Friday, March 09, 2012

Completed

Maybe it is Speculative March and I wasn't aware. I finished the Ackroyd on Dee and then devoured Blueprints Of The Afterlife by Ryan Boudinot. Inexplicably I then launched into dual reading of George Orwell's Burmese days, which isn't speculative and a rather damning view of colonialism and The Passage by Justin Cronin which contains a good bad novel within its hulk. I completed the Orwell and found it adroit.

Saturday, March 03, 2012

Henryville and Homs

Te tragic is predicated on an arc of stability. My own travails mach heady allowances for such. Reports from Syria don't fail to depress me daily. My own concerns appear trivial, like my dissatisfaction with the last two books I finished. Yesterday a series of tornadoes struck near here, pelting my friend Tony Euler's house with hail but sparing him the destruction inflicted upon his neighbors.

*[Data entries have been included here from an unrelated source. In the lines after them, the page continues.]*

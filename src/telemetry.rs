//! Tracing Infrastructure
//!
//! Structured logging for every role, built on `tracing` and
//! `tracing-subscriber`:
//! - Structured fields (`conn`, `role`, `name`, `run`, `stream`)
//! - Multiple output formats (pretty, compact, JSON)
//! - Environment-based filtering via `RUST_LOG`
//! - Initialisation from [`DaqConfig`]
//!
//! # Example
//! ```no_run
//! use rust_eudaq::{config::DaqConfig, telemetry};
//! use tracing::info;
//!
//! # fn main() -> Result<(), Box<dyn std::error::Error>> {
//! let config = DaqConfig::load()?;
//! telemetry::init_from_config(&config)?;
//! info!(role = "Producer", "Role started");
//! # Ok(())
//! # }
//! ```

use crate::config::DaqConfig;
use crate::error::{AppResult, DaqError};
use tracing::Level;
use tracing_subscriber::{
    fmt::{self, format::FmtSpan},
    layer::SubscriberExt,
    util::{SubscriberInitExt, TryInitError},
    EnvFilter, Layer,
};

/// Output format for tracing
#[derive(Debug, Clone, Copy, PartialEq, Eq)]
pub enum OutputFormat {
    /// Pretty-printed format with colors (for development)
    Pretty,
    /// Compact single-line format without colors
    Compact,
    /// JSON format for log aggregation
    Json,
}

impl OutputFormat {
    /// Parses `pretty`, `compact` or `json`, case-insensitively.
    pub fn parse(format: &str) -> AppResult<Self> {
        match format.to_lowercase().as_str() {
            "pretty" => Ok(OutputFormat::Pretty),
            "compact" => Ok(OutputFormat::Compact),
            "json" => Ok(OutputFormat::Json),
            _ => Err(DaqError::Configuration(format!(
                "Invalid log format '{format}'. Must be one of: pretty, compact, json"
            ))),
        }
    }
}

/// Tracing configuration options
#[derive(Debug, Clone)]
pub struct TracingConfig {
    /// Log level (trace, debug, info, warn, error)
    pub level: Level,
    /// Output format
    pub format: OutputFormat,
    /// Whether to include span events (NEW, CLOSE)
    pub with_span_events: bool,
    /// Whether to include file and line numbers
    pub with_file_and_line: bool,
    /// Whether to include thread IDs
    pub with_thread_ids: bool,
    /// Whether to include thread names
    pub with_thread_names: bool,
    /// Whether to enable ANSI colors (only for Pretty format)
    pub with_ansi: bool,
}

impl Default for TracingConfig {
    fn default() -> Self {
        Self {
            level: Level::INFO,
            format: OutputFormat::Pretty,
            with_span_events: false,
            with_file_and_line: true,
            with_thread_ids: false,
            with_thread_names: true,
            with_ansi: true,
        }
    }
}

impl TracingConfig {
    /// Create tracing config from the process configuration
    pub fn from_config(config: &DaqConfig) -> AppResult<Self> {
        Ok(Self {
            level: parse_log_level(&config.application.log_level)?,
            format: OutputFormat::parse(&config.application.log_format)?,
            ..Default::default()
        })
    }

    /// Create tracing config with custom settings
    pub fn new(level: Level) -> Self {
        Self {
            level,
            ..Default::default()
        }
    }

    /// Set output format
    pub fn with_format(mut self, format: OutputFormat) -> Self {
        self.format = format;
        self
    }

    /// Enable or disable span events
    pub fn with_span_events(mut self, enabled: bool) -> Self {
        self.with_span_events = enabled;
        self
    }

    /// Enable or disable ANSI colors
    pub fn with_ansi(mut self, enabled: bool) -> Self {
        self.with_ansi = enabled;
        self
    }
}

/// Initialize tracing from the process configuration
pub fn init_from_config(config: &DaqConfig) -> AppResult<()> {
    init(TracingConfig::from_config(config)?)
}

/// Initialize tracing with custom configuration
///
/// This function is idempotent: if a global subscriber is already set it
/// returns `Ok(())`, so tests and embedded roles can call it freely.
pub fn init(config: TracingConfig) -> AppResult<()> {
    let env_filter = EnvFilter::try_from_default_env()
        .unwrap_or_else(|_| EnvFilter::new(config.level.as_str().to_lowercase()));

    let span_events = if config.with_span_events {
        FmtSpan::NEW | FmtSpan::CLOSE
    } else {
        FmtSpan::NONE
    };

    let result = match config.format {
        OutputFormat::Pretty => {
            let fmt_layer = fmt::layer()
                .pretty()
                .with_span_events(span_events)
                .with_file(config.with_file_and_line)
                .with_line_number(config.with_file_and_line)
                .with_thread_ids(config.with_thread_ids)
                .with_thread_names(config.with_thread_names)
                .with_ansi(config.with_ansi)
                .with_filter(env_filter);
            tracing_subscriber::registry().with(fmt_layer).try_init()
        }
        OutputFormat::Compact => {
            let fmt_layer = fmt::layer()
                .compact()
                .with_span_events(span_events)
                .with_file(config.with_file_and_line)
                .with_line_number(config.with_file_and_line)
                .with_thread_ids(config.with_thread_ids)
                .with_thread_names(config.with_thread_names)
                .with_ansi(false)
                .with_filter(env_filter);
            tracing_subscriber::registry().with(fmt_layer).try_init()
        }
        OutputFormat::Json => {
            let fmt_layer = fmt::layer()
                .json()
                .with_span_events(span_events)
                .with_file(config.with_file_and_line)
                .with_line_number(config.with_file_and_line)
                .with_thread_ids(config.with_thread_ids)
                .with_thread_names(config.with_thread_names)
                .with_filter(env_filter);
            tracing_subscriber::registry().with(fmt_layer).try_init()
        }
    };
    result.or_else(already_initialised)
}

fn already_initialised(e: TryInitError) -> AppResult<()> {
    // A second init (tests, embedded roles) is expected and harmless.
    if e.to_string().contains("a global default trace dispatcher has already been set") {
        Ok(())
    } else {
        Err(DaqError::Configuration(format!("Failed to initialize tracing: {e}")))
    }
}

/// Parse log level string into tracing Level
pub fn parse_log_level(level: &str) -> AppResult<Level> {
    match level.to_lowercase().as_str() {
        "trace" => Ok(Level::TRACE),
        "debug" => Ok(Level::DEBUG),
        "info" => Ok(Level::INFO),
        "warn" => Ok(Level::WARN),
        "error" => Ok(Level::ERROR),
        _ => Err(DaqError::Configuration(format!(
            "Invalid log level '{level}'. Must be one of: trace, debug, info, warn, error"
        ))),
    }
}

#[cfg(test)]
mod tests {
    use super::*;

    #[test]
    fn test_parse_log_level() {
        assert!(matches!(parse_log_level("trace"), Ok(Level::TRACE)));
        assert!(matches!(parse_log_level("debug"), Ok(Level::DEBUG)));
        assert!(matches!(parse_log_level("warn"), Ok(Level::WARN)));

        // Case insensitive
        assert!(matches!(parse_log_level("INFO"), Ok(Level::INFO)));
        assert!(matches!(parse_log_level("Error"), Ok(Level::ERROR)));

        assert!(parse_log_level("invalid").is_err());
    }

    #[test]
    fn test_tracing_config_from_daq_config() {
        let mut config = DaqConfig::default();
        config.application.log_level = "debug".to_string();
        config.application.log_format = "JSON".to_string();

        let tracing_config = TracingConfig::from_config(&config).unwrap();
        assert_eq!(tracing_config.level, Level::DEBUG);
        assert_eq!(tracing_config.format, OutputFormat::Json);

        config.application.log_format = "xml".to_string();
        assert!(TracingConfig::from_config(&config).is_err());
    }

    #[test]
    fn test_tracing_config_builder() {
        let config = TracingConfig::new(Level::WARN)
            .with_format(OutputFormat::Compact)
            .with_span_events(true)
            .with_ansi(false);

        assert_eq!(config.level, Level::WARN);
        assert_eq!(config.format, OutputFormat::Compact);
        assert!(config.with_span_events);
        assert!(!config.with_ansi);
    }

    #[test]
    fn test_init_is_idempotent() {
        let config = TracingConfig::new(Level::INFO).with_format(OutputFormat::Compact);
        assert!(init(config.clone()).is_ok());
        assert!(init(config).is_ok());
    }
}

I suppose some relief is in order. The lamented books included The house of Doctor Dee by Peter Ackroyd and William Dalrymple's From The Holy Mountain: A Journey in the Shadow of Byzantium. There were redeeming aspects to both but I felt an ongoing irritation with such. Previously I had concluded a fine pair of books: Muriel Spark's The Prime of Miss Jean Brodie and Iain Sinclair's hulking Hackney, That Rose-Red Empire.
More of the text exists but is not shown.